0 votes

The project runs fine on a stem-based setup for several weeks now.

The language produces many compound words. They can be any mix of nouns, verbs, adjectives and “worse”. Of course there are “rules” on how those elements are combined, and they are logical and each compound word can be parsed fine.

Now I got stuck, trying to tell the Biblical key terms tool about a simple compound word “strongvoice”.

The Greek is μέγας and the full word is ʊwǝlǝkaŋkra which I have in the word-list as /ʊwǝlǝ/ /kaŋkra/ because both parts are full stems which could where needed take many other building blocks. Both stems are also already listed as their own entry in the wordlist. And I have told the Biblical key terms tool that kaŋkra is the rendering for μέγας (strong, great, large etc.)

I do not get “a hit”, and this is a case of two stems rather than stem plus affix(es). This is a very mainstream case and we will need to list many more compound words for this project. And does (in PT8 speak) stem-based mean that there can only ever be one stem for the magic to work?

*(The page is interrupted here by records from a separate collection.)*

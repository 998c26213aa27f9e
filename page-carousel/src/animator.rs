//! Offset interpolation toward a target display slot.
//!
//! The animator is driven by the host's injected tick deltas rather
//! than wall-clock reads, so a cooperative single-threaded host fully
//! controls its progress. Starting a new animation or cancelling
//! supersedes the one in flight; a superseded animation never reports
//! completion.

use crate::animation::{easing, lerp};

/// What an animation does when it completes.
#[derive(Clone, Copy, Debug, PartialEq, Eq)]
pub(crate) enum AnimationKind {
    /// Page transition; wraparound correction runs on arrival.
    Slide,
    /// Snap-back after an under-threshold drag; indices stay untouched.
    Bounce,
}

#[derive(Clone, Copy)]
struct Animation {
    kind: AnimationKind,
    from: f32,
    to: f32,
    duration: f32,
    elapsed: f32,
}

/// Progress report for one tick of an active animation.
#[derive(Clone, Copy, Debug)]
pub(crate) struct AnimationFrame {
    /// Offset the container should show this frame.
    pub(crate) offset: f32,
    /// Kind of the animation that produced the frame.
    pub(crate) kind: AnimationKind,
    /// True when the animation reached its target this tick.
    pub(crate) finished: bool,
}

/// Interpolates the container offset over a fixed duration.
pub(crate) struct PositionAnimator {
    active: Option<Animation>,
}

impl PositionAnimator {
    pub(crate) fn new() -> Self {
        Self { active: None }
    }

    pub(crate) fn is_active(&self) -> bool {
        self.active.is_some()
    }

    /// Starts a new animation, superseding any in-flight one.
    pub(crate) fn start(&mut self, kind: AnimationKind, from: f32, to: f32, duration: f32) {
        self.active = Some(Animation {
            kind,
            from,
            to,
            duration,
            elapsed: 0.0,
        });
    }

    /// Cancels without completing; no completion frame is reported.
    pub(crate) fn cancel(&mut self) {
        self.active = None;
    }

    /// Advances the active animation by `dt` seconds.
    pub(crate) fn tick(&mut self, dt: f32) -> Option<AnimationFrame> {
        let animation = self.active.as_mut()?;
        animation.elapsed += dt;

        if animation.duration <= f32::EPSILON || animation.elapsed >= animation.duration {
            let frame = AnimationFrame {
                offset: animation.to,
                kind: animation.kind,
                finished: true,
            };
            self.active = None;
            return Some(frame);
        }

        let progress = easing(animation.elapsed / animation.duration);
        Some(AnimationFrame {
            offset: lerp(animation.from, animation.to, progress),
            kind: animation.kind,
            finished: false,
        })
    }
}

#[cfg(test)]
mod tests {
    use super::*;

    #[test]
    fn idle_animator_reports_nothing() {
        let mut animator = PositionAnimator::new();
        assert!(!animator.is_active());
        assert!(animator.tick(0.1).is_none());
    }

    #[test]
    fn reaches_target_at_duration() {
        let mut animator = PositionAnimator::new();
        animator.start(AnimationKind::Slide, 0.0, -750.0, 0.3);

        let frame = animator.tick(0.15).expect("animation is active");
        assert!(!frame.finished);
        assert!(frame.offset < 0.0 && frame.offset > -750.0);

        let frame = animator.tick(0.15).expect("animation is active");
        assert!(frame.finished);
        assert_eq!(frame.offset, -750.0);
        assert!(!animator.is_active());
    }

    #[test]
    fn interpolation_is_eased_not_linear() {
        let mut animator = PositionAnimator::new();
        animator.start(AnimationKind::Slide, 0.0, -1000.0, 1.0);
        let frame = animator.tick(0.25).expect("animation is active");
        // Ease-in covers less than the linear quarter of the distance.
        assert!(frame.offset > -250.0);
    }

    #[test]
    fn zero_duration_finishes_on_first_tick() {
        let mut animator = PositionAnimator::new();
        animator.start(AnimationKind::Bounce, 10.0, 0.0, 0.0);
        let frame = animator.tick(0.016).expect("animation is active");
        assert!(frame.finished);
        assert_eq!(frame.offset, 0.0);
    }

    #[test]
    fn cancel_supersedes_without_completion() {
        let mut animator = PositionAnimator::new();
        animator.start(AnimationKind::Slide, 0.0, -750.0, 0.3);
        animator.cancel();
        assert!(!animator.is_active());
        assert!(animator.tick(1.0).is_none());
    }

    #[test]
    fn restart_replaces_the_active_animation() {
        let mut animator = PositionAnimator::new();
        animator.start(AnimationKind::Slide, 0.0, -750.0, 0.3);
        animator.tick(0.1);
        animator.start(AnimationKind::Bounce, -200.0, 0.0, 0.2);

        let frame = animator.tick(0.2).expect("animation is active");
        assert!(frame.finished);
        assert_eq!(frame.kind, AnimationKind::Bounce);
        assert_eq!(frame.offset, 0.0);
    }
}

I am probably doing something wrong (again). I learnt lots from and enjoyed reading the other recent discussions about the basic concept and practises and on the hierarchical (or rather not) workings of the inbuilt morpholoy tools. So just hit me. I like these tools in PT8 a lot, I just need to apply them properly to this specific language and get the most out of it.

(Bonus question: And what/how will we do, if the meaning is ever contained in an affix rather than in a stem? Example: Imagine a language where they say “overmother”, with “mother” the stem meaning mother and “over” the prefix meaning μέγας.)

Paratext by (842 points)
reshown

4 Answers

0 votes
Best answer

I think we need to ask what the Biblical terms should do for us. If you have a compound word waterdippull for baptize, you would probably want the tool to find verses which has waterdippull rather than verses with only water or dip or pull. So, would it not be reasonable to indicate waterdippull as one root/stem in the Wordlist, even if you think of it as a compound word? You could then add affixes. For strongvoice, you would want it to find strongvoice rather than strong or voice, I think. We use the borrowed word pastan for baptize which for reasons of vowel harmony has two different roots in the Wordlist, one is pastan, the other pāstēn. Now, the root pastan occurs in 26 different forms because of various prefixes and suffixes. They each have their own morphological breakdown. The Biblical Terms finds all of these when pastan is given as a definition. The root pāstēn occurs in 22 different forms, including baptizer, baptism, I am baptizing.
The Biblical tools has 4 different Greek words. For baptist, we can get by with pāstēn in the definition. For baptize, we have both roots plus a root meaning “suffer”. Another Greek word refers to ritual “baptizing/cleansing”, so we use words for wash, cleanse and baptize as definitions. For baptism we use the two roots.

by (869 points)
reshown

Thank you Iver+Larsen for this question/challenge. I was off desk for days and I need to get back to the project to do some testing and probing. We need to check whether it can be done at the technical level (because compound nouns are not just chained nouns).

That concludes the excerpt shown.